Jobcenter darf nicht gegen Rechtsanwaltsvergütung aufrechnen

25. Februar 2020 -

Das Bundessozialgericht hat mit Urteilen vom 21.02.2020 zu den Aktenzeichen B 14 AS 17/19, B 14 AS 4/19 R und B 14 AS 3/19 R entschieden, dass das Jobcenter nicht mit der einem Rechtsanwalt zustehenden Kostenerstattung auf die Rechtsanwaltsvergütung aufrechnen darf.
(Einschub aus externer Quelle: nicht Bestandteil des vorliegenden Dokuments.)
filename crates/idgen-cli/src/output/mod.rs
//! Output formatting for CLI.

mod json;
mod progress;

pub use json::JsonOutput;
pub use progress::ProgressBar;
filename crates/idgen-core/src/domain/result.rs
//! Prediction result types.

use std::path::PathBuf;

use serde::{Deserialize, Serialize};

/// Output of one prediction, before it is persisted.
#[derive(Debug, Clone)]
pub struct GenerationResult {
    /// Final image: the generated one, or the black placeholder.
    pub image: image::DynamicImage,
    /// Whether the safety classifier flagged the generated image.
    pub nsfw: bool,
    /// Seed the generator was seeded with.
    pub seed: u32,
    /// Generation width in pixels.
    pub width: u32,
    /// Generation height in pixels.
    pub height: u32,
}

/// Machine-readable summary of a persisted prediction.
#[derive(Debug, Clone, PartialEq, Eq, Serialize, Deserialize)]
pub struct PredictionSummary {
    /// Where the image was written.
    pub path: PathBuf,
    /// Seed used.
    pub seed: u32,
    /// Width in pixels.
    pub width: u32,
    /// Height in pixels.
    pub height: u32,
    /// Whether the output was redacted.
    pub nsfw: bool,
    /// Completion time (RFC 3339).
    pub timestamp: String,
}

impl PredictionSummary {
    /// Summarizes `result` persisted at `path`.
    #[must_use]
    pub fn new(result: &GenerationResult, path: PathBuf, timestamp: String) -> Self {
        Self {
            path,
            seed: result.seed,
            width: result.width,
            height: result.height,
            nsfw: result.nsfw,
            timestamp,
        }
    }
}
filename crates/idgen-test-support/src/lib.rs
//! Test support utilities for idgen.
//!
//! Provides mocks for every core port plus builders for synthetic images and
//! face records, so the predictor can be exercised without model weights.
//!
//! # Example
//!
//! ```
//! use idgen_test_support::{FaceRecordBuilder, MockFaceAnalyzer, SyntheticImageBuilder};
//!
//! let photo = SyntheticImageBuilder::portrait(320, 400);
//! let face = FaceRecordBuilder::new().bbox([80.0, 100.0, 240.0, 300.0]).build();
//! let analyzer = MockFaceAnalyzer::returning(vec![face]);
//! # let _ = (photo, analyzer);
//! ```

mod builders;
mod mocks;

pub use builders::{FaceRecordBuilder, SyntheticImageBuilder};
pub use mocks::{
    DetectCall, MockDepthEstimator, MockExtractor, MockFaceAnalyzer, MockImageLoader,
    MockPipeline, MockProgressSink, MockResultOutput, MockSafetyClassifier, PipelineCall,
};
//! idgen core - domain types, ports and request orchestration
//!
//! This crate holds the request model, the image utilities used to prepare
//! conditioning, the conditioning selector, the seeded generator and the
//! [`Predictor`] that drives a prediction through the collaborator ports.

pub mod conditioning;
pub mod domain;
pub mod error;
pub mod imaging;
pub mod inference;
pub mod ports;
pub mod predict;

pub use conditioning::{CannyExtractor, ConditioningSelector, DepthMapExtractor};
pub use domain::{
    AuxKind, AuxToggle, ConditionKind, ConditioningEntry, ControlInput, FaceRecord,
    GenerationRequest, GenerationResult, PredictionSummary,
};
pub use error::{ConfigurationError, InputValidationError, PredictError};
pub use inference::Generator;
pub use ports::{
    ConditionExtractor, DepthEstimator, DepthMap, DiffusionPipeline, FaceAnalyzer,
    GenerationCall, ImageLoader, NoopProgress, PredictionEvent, ProgressSink, ResultOutput,
    SafetyClassifier,
};
pub use predict::{Collaborators, Prediction, Predictor, SafetyGate};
Aus dem Terminbericht des BSG Nr. 4/20 vom 22.02.2020 ergibt sich:

Umstritten ist ein Kostenerstattungsanspruch gemäß § 63 SGB X nach einer Aufrechnung des beklagten Jobcenters. Nach einem erfolgreichen Widerspruchsverfahren der Kläger erklärte sich der Beklagte bereit, die notwendigen Aufwendungen zu erstatten, und sah die Zuziehung eines Bevollmächtigten als notwendig an. Auf die Kostennote ihrer Rechtsanwältin erklärte der Beklagte, er erkenne diese Kosten an, rechne aber mit Erstattungsforderungen gegenüber den Klägern in unterschiedlicher Höhe auf. Das Sozialgericht hat den Beklagten verurteilt, die Kläger vom Vergütungsanspruch ihrer Anwältin freizustellen. Das Landessozialgericht hat die zugelassenen Berufungen zurückgewiesen. Der Anspruch der Kläger sei ein Freistellungsanspruch, gegen den der Beklagte mit einer Geldforderung mangels Gleichartigkeit gemäß § 387 BGB nicht habe wirksam aufrechnen können. Mit der vom Senat zugelassenen Revision rügt der Beklagte eine Verletzung des § 63 SGB X. Dieser beinhalte keinen Freistellungs-, sondern einen Zahlungsanspruch. Die zu § 257 BGB entwickelten Grundsätze seien nicht übertragbar.

Das BSG hat die Revision des beklagten Jobcenters gegen das Urteil des LSG Berlin-Brandenburg zurückgewiesen.

Nach Auffassung des BSG konnte der Beklagte gegen den von ihm hinsichtlich Grund und Höhe anerkannten Kostenerstattungsanspruch der Kläger nach § 63 SGB X nicht mit Erstattungsforderungen seinerseits gegenüber den Klägern wirksam aufrechnen. Eine Aufrechnung als Rechtsinstitut des öffentlichen Rechts, auf das die §§ 387 ff. BGB ggf entsprechend anzuwenden sind, ist nach der Entscheidung des Großen Senats vom 31.08.2011 (GS 2/10 – BSGE 109, 81 = SozR 4-1200 § 52 Nr 4) grundsätzlich auch durch öffentlich-rechtliche Willenserklärung zulässig. Vorliegend steht einer wirksamen Aufrechnung jedoch ein aus dem Sinn und Zweck des § 63 SGB X folgendes Aufrechnungsverbot entgegen. Die Aufrechnung betrifft zudem die Rechtsschutzgleichheit von Unbemittelten und Bemittelten insbesondere im Bereich des SGB II, in dem Widerspruchsführer typischerweise unbemittelt sind. Denn Rechtsanwälte müssen aufgrund der großen Anzahl von Erstattungsbescheiden im Bereich des SGB II (vgl. nur BT-Drs. 19/12241, S. 2) befürchten, ihre Vergütung nicht über den Kostenerstattungsanspruch nach § 63 SGB X zu erhalten, und es besteht die Gefahr, dass sie die Übernahme entsprechender Mandate ablehnen.